(Extracted records begins)

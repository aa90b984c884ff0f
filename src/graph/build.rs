use std::collections::HashMap;

use log::debug;

use crate::config::defs::PipelineError;
use crate::graph::stage::{SampleFile, StageAction, StageDescriptor, StageKind};

#[derive(Debug, Clone, Copy, PartialEq, Eq)]
pub enum TaskStatus {
    Pending,
    Running,
    Done,
    Failed,
    /// Not run because an upstream producer failed.
    Skipped,
}

/// One concrete unit of work. Immutable once built; status lives with the
/// executor, not here.
#[derive(Debug, Clone)]
pub struct Task {
    pub id: usize,
    pub stage: String,
    pub inputs: Vec<String>,
    pub outputs: Vec<String>,
    pub action: StageAction,
}

#[derive(Debug)]
pub struct TaskGraph {
    pub tasks: Vec<Task>,
    /// (producer, consumer) pairs.
    pub edges: Vec<(usize, usize)>,
}

impl TaskGraph {
    /// Derives edges from output/input path equality and enforces that no
    /// two tasks claim the same output.
    pub fn from_tasks(tasks: Vec<Task>) -> Result<Self, PipelineError> {
        let mut producer: HashMap<&str, usize> = HashMap::new();
        for task in &tasks {
            for out in &task.outputs {
                if producer.insert(out.as_str(), task.id).is_some() {
                    return Err(PipelineError::AmbiguousOutput(out.clone()));
                }
            }
        }

        let mut edges = Vec::new();
        for task in &tasks {
            for inp in &task.inputs {
                if let Some(&from) = producer.get(inp.as_str()) {
                    if !edges.contains(&(from, task.id)) {
                        edges.push((from, task.id));
                    }
                }
            }
        }
        Ok(TaskGraph { tasks, edges })
    }

    pub fn dependencies(&self) -> Vec<Vec<usize>> {
        let mut deps = vec![Vec::new(); self.tasks.len()];
        for &(from, to) in &self.edges {
            deps[to].push(from);
        }
        deps
    }

    pub fn dependents(&self) -> Vec<Vec<usize>> {
        let mut deps = vec![Vec::new(); self.tasks.len()];
        for &(from, to) in &self.edges {
            deps[from].push(to);
        }
        deps
    }

    /// Kahn topological sort; ready tasks are taken in id order so the
    /// result is deterministic. Fails if any dependency cycle remains.
    pub fn topo_order(&self) -> Result<Vec<usize>, PipelineError> {
        let deps = self.dependencies();
        let mut indegree: Vec<usize> = deps.iter().map(Vec::len).collect();
        let dependents = self.dependents();

        let mut ready: Vec<usize> = (0..self.tasks.len())
            .filter(|&id| indegree[id] == 0)
            .collect();
        let mut order = Vec::with_capacity(self.tasks.len());

        while let Some(id) = ready.first().copied() {
            ready.remove(0);
            order.push(id);
            for &d in &dependents[id] {
                indegree[d] -= 1;
                if indegree[d] == 0 {
                    // keep id order stable
                    let pos = ready.partition_point(|&r| r < d);
                    ready.insert(pos, d);
                }
            }
        }

        if order.len() != self.tasks.len() {
            let stuck = (0..self.tasks.len())
                .find(|id| !order.contains(id))
                .map(|id| self.tasks[id].stage.clone())
                .unwrap_or_default();
            return Err(PipelineError::CycleDetected(stuck));
        }
        Ok(order)
    }
}

/// Expands stage descriptors against the discovered raw files into a
/// concrete task graph.
///
/// Candidates for each stage's pattern are the raw files plus the outputs of
/// every earlier stage, in declaration order; that order also fixes merge
/// input order.
pub fn build_graph(
    stages: &[StageDescriptor],
    raw_files: &[SampleFile],
) -> Result<TaskGraph, PipelineError> {
    let mut candidates: Vec<String> = raw_files.iter().map(|f| f.path.clone()).collect();
    let mut tasks: Vec<Task> = Vec::new();

    for stage in stages {
        let mut stage_outputs: Vec<String> = Vec::new();
        match &stage.kind {
            StageKind::Transform {
                pattern,
                outputs,
                extra_inputs,
            } => {
                for candidate in &candidates {
                    if !pattern.is_match(candidate) {
                        continue;
                    }
                    let mut inputs = vec![candidate.clone()];
                    for template in extra_inputs {
                        inputs.push(pattern.replace(candidate, template.as_str()).into_owned());
                    }
                    let outs: Vec<String> = outputs
                        .iter()
                        .map(|t| pattern.replace(candidate, t.as_str()).into_owned())
                        .collect();
                    stage_outputs.extend(outs.iter().cloned());
                    tasks.push(Task {
                        id: tasks.len(),
                        stage: stage.name.clone(),
                        inputs,
                        outputs: outs,
                        action: stage.action.clone(),
                    });
                }
            }
            StageKind::Merge { collect, outputs } => {
                let inputs: Vec<String> = candidates
                    .iter()
                    .filter(|c| collect.is_match(c))
                    .cloned()
                    .collect();
                if inputs.is_empty() {
                    return Err(PipelineError::InvalidConfig(format!(
                        "stage '{}' collected no inputs",
                        stage.name
                    )));
                }
                stage_outputs.extend(outputs.iter().cloned());
                tasks.push(Task {
                    id: tasks.len(),
                    stage: stage.name.clone(),
                    inputs,
                    outputs: outputs.clone(),
                    action: stage.action.clone(),
                });
            }
        }
        debug!(
            "stage '{}' contributed {} output file(s)",
            stage.name,
            stage_outputs.len()
        );
        candidates.extend(stage_outputs);
    }

    let graph = TaskGraph::from_tasks(tasks)?;
    graph.topo_order()?;
    Ok(graph)
}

(Extracted records ends)

_Problem_
Transcribe the entries above word for word, from the first line through the line containing "#[derive(Debug)]", and nothing else.

_Written reply_
repository aa90b984c884ff0f
filename src/graph/build.rs
use std::collections::HashMap;

use log::debug;

use crate::config::defs::PipelineError;
use crate::graph::stage::{SampleFile, StageAction, StageDescriptor, StageKind};

#[derive(Debug, Clone, Copy, PartialEq, Eq)]
pub enum TaskStatus {
    Pending,
    Running,
    Done,
    Failed,
    /// Not run because an upstream producer failed.
    Skipped,
}

/// One concrete unit of work. Immutable once built; status lives with the
/// executor, not here.
#[derive(Debug, Clone)]
pub struct Task {
    pub id: usize,
    pub stage: String,
    pub inputs: Vec<String>,
    pub outputs: Vec<String>,
    pub action: StageAction,
}

#[derive(Debug)]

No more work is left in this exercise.